Zimbabwe has not had a local currency since 2009 when it abandoned the Zimbabwe dollar due to hyperinflation that reached 500 billion percent, according to the International Monetary Fund. To curb the ruinous inflation, Zimbabwe adopted a multi-currency system dominated by the US dollar.
However, a shortage of cash dollars pushed the government in 2016 to issue a surrogate currency called bond notes, to trade alongside electronic money, which are funds electronically deposited into bank accounts.
Most Zimbabweans, including civil servants, are paid electronically into their bank accounts, but they cannot easily convert that money into cash needed to buy groceries and pay bills.
The current crisis has resulted in increased inflation and shortages of fuel and food.
On Wednesday, the government announced measures to address the currency crisis. Reserve Bank of Zimbabwe governor John Mangudya abandoned the parity and announced that banks can now offer market-determined rates to buy cash dollars with the bond notes or through electronic transfers.
Bond notes and electronic funds will be known as a separate currency called Real Time Gross Transfer dollars, or RTGS dollars, said Mangudya in a much-anticipated monetary statement. Zimbabwe will continue using other foreign currencies such as the dollar and the South African rand, said Mangudya.
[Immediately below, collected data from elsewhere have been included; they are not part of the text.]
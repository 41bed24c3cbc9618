use futures::FutureExt;
use image::ImageReader;
use std::path::{Path, PathBuf};
use thiserror::Error;
use tokio::sync::oneshot;
use tracing::{debug, warn};

/// An image file on disk whose header decoded successfully.
#[derive(Debug, Clone, PartialEq, Eq)]
pub struct Photo {
    pub path: PathBuf,
    pub width: u32,
    pub height: u32,
    pub format: Option<String>,
}

impl Photo {
    pub fn file_name(&self) -> String {
        self.path
            .file_name()
            .map(|n| n.to_string_lossy().into_owned())
            .unwrap_or_else(|| self.path.display().to_string())
    }

    pub fn describe(&self) -> String {
        format!(
            "{} ({}x{}{})",
            self.file_name(),
            self.width,
            self.height,
            self.format
                .as_deref()
                .map(|f| format!(", {f}"))
                .unwrap_or_default()
        )
    }
}

#[derive(Error, Debug)]
pub enum PhotoError {
    #[error("cannot open {path}: {source}")]
    Open {
        path: PathBuf,
        #[source]
        source: std::io::Error,
    },

    #[error("cannot decode {path}: {source}")]
    Decode {
        path: PathBuf,
        #[source]
        source: image::ImageError,
    },

    #[error("photo loader stopped before answering")]
    Interrupted,
}

/// Result of one trip through the picker.
#[derive(Debug, Clone, PartialEq, Eq)]
pub enum PickOutcome {
    Selected(Photo),
    Cancelled,
}

impl PickOutcome {
    /// Applies the outcome to a form's photo slot. A cancelled pick keeps what was there.
    pub fn apply(self, slot: &mut Option<Photo>) {
        if let PickOutcome::Selected(photo) = self {
            *slot = Some(photo);
        }
    }
}

/// Reads the image header at `path` and reports its dimensions.
pub fn load_photo(path: &Path) -> Result<Photo, PhotoError> {
    let reader = ImageReader::open(path)
        .and_then(|r| r.with_guessed_format())
        .map_err(|source| PhotoError::Open {
            path: path.to_path_buf(),
            source,
        })?;
    let format = reader.format().map(|f| format!("{f:?}").to_lowercase());
    let (width, height) = reader
        .into_dimensions()
        .map_err(|source| PhotoError::Decode {
            path: path.to_path_buf(),
            source,
        })?;

    Ok(Photo {
        path: path.to_path_buf(),
        width,
        height,
        format,
    })
}

/// A pick in flight. Polled from the UI loop until the loader answers.
pub struct PendingPick {
    rx: oneshot::Receiver<Result<PickOutcome, PhotoError>>,
}

impl PendingPick {
    /// Non-blocking check. `None` while the loader is still working.
    pub fn poll_ready(&mut self) -> Option<Result<PickOutcome, PhotoError>> {
        match (&mut self.rx).now_or_never() {
            Some(Ok(result)) => Some(result),
            Some(Err(_)) => Some(Err(PhotoError::Interrupted)),
            None => None,
        }
    }

    pub async fn wait(self) -> Result<PickOutcome, PhotoError> {
        self.rx.await.unwrap_or(Err(PhotoError::Interrupted))
    }
}

/// Starts a pick for the path typed by the user. `None` (prompt dismissed)
/// answers `Cancelled` without touching the disk.
///
/// Must be called from inside a tokio runtime.
pub fn pick_photo(choice: Option<PathBuf>) -> PendingPick {
    let (tx, rx) = oneshot::channel();

    match choice {
        None => {
            debug!("photo pick cancelled");
            let _ = tx.send(Ok(PickOutcome::Cancelled));
        }
        Some(path) => {
            tokio::task::spawn_blocking(move || {
                let result = load_photo(&path).map(PickOutcome::Selected);
                if let Err(e) = &result {
                    warn!(error = %e, "failed to load photo");
                }
                let _ = tx.send(result);
            });
        }
    }

    PendingPick { rx }
}

/// Folds a finished pick into a form's photo slot; failures leave it alone.
pub fn settle(result: Result<PickOutcome, PhotoError>, slot: &mut Option<Photo>) {
    match result {
        Ok(outcome) => outcome.apply(slot),
        Err(e) => debug!(error = %e, "photo pick failed, keeping previous selection"),
    }
}

#[cfg(test)]
mod tests {
    use super::*;
    use image::{ImageFormat, RgbImage};

    fn write_png(dir: &Path, name: &str, w: u32, h: u32) -> PathBuf {
        let path = dir.join(name);
        RgbImage::new(w, h)
            .save_with_format(&path, ImageFormat::Png)
            .expect("write png");
        path
    }

    fn sample_photo() -> Photo {
        Photo {
            path: PathBuf::from("/tmp/old.png"),
            width: 1,
            height: 1,
            format: Some("png".into()),
        }
    }

    #[test]
    fn load_photo_reads_dimensions() {
        let dir = tempfile::tempdir().unwrap();
        let path = write_png(dir.path(), "beach.png", 4, 3);

        let photo = load_photo(&path).unwrap();
        assert_eq!((photo.width, photo.height), (4, 3));
        assert_eq!(photo.format.as_deref(), Some("png"));
        assert_eq!(photo.file_name(), "beach.png");
        assert_eq!(photo.describe(), "beach.png (4x3, png)");
    }

    #[test]
    fn load_photo_rejects_missing_and_garbage_files() {
        let dir = tempfile::tempdir().unwrap();
        assert!(matches!(
            load_photo(&dir.path().join("nope.png")),
            Err(PhotoError::Open { .. })
        ));

        let junk = dir.path().join("junk.png");
        std::fs::write(&junk, b"definitely not an image").unwrap();
        assert!(load_photo(&junk).is_err());
    }

    #[test]
    fn cancelled_outcome_keeps_prior_selection() {
        let mut slot = Some(sample_photo());
        PickOutcome::Cancelled.apply(&mut slot);
        assert_eq!(slot, Some(sample_photo()));

        let mut empty = None;
        PickOutcome::Cancelled.apply(&mut empty);
        assert_eq!(empty, None);
    }

    #[test]
    fn failed_pick_keeps_prior_selection() {
        let mut slot = Some(sample_photo());
        settle(Err(PhotoError::Interrupted), &mut slot);
        assert_eq!(slot, Some(sample_photo()));
    }

    #[tokio::test]
    async fn dismissed_prompt_answers_cancelled_immediately() {
        let mut pending = pick_photo(None);
        assert!(matches!(pending.poll_ready(), Some(Ok(PickOutcome::Cancelled))));
    }

    #[tokio::test]
    async fn pick_selects_photo_over_the_channel() {
        let dir = tempfile::tempdir().unwrap();
        let path = write_png(dir.path(), "sunset.png", 2, 5);

        let outcome = pick_photo(Some(path.clone())).wait().await.unwrap();
        let mut slot = Some(sample_photo());
        outcome.apply(&mut slot);

        let photo = slot.unwrap();
        assert_eq!(photo.path, path);
        assert_eq!((photo.width, photo.height), (2, 5));
    }

    #[tokio::test]
    async fn pick_of_missing_file_reports_error() {
        let dir = tempfile::tempdir().unwrap();
        let result = pick_photo(Some(dir.path().join("gone.jpg"))).wait().await;
        assert!(result.is_err());
    }
}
“The RTGS dollars thus become part of the multi-currency system in Zimbabwe. The RTGS dollars shall be used by all entities in Zimbabwe, including government and individuals in Zimbabwe for the purposes of pricing of goods and services, record debts, accounting and settlement of domestic transactions,” said Mangudya.
Before, most Zimbabweans who were paid their salaries through electronic transfers had to risk jail to change their money into dollars at the back market.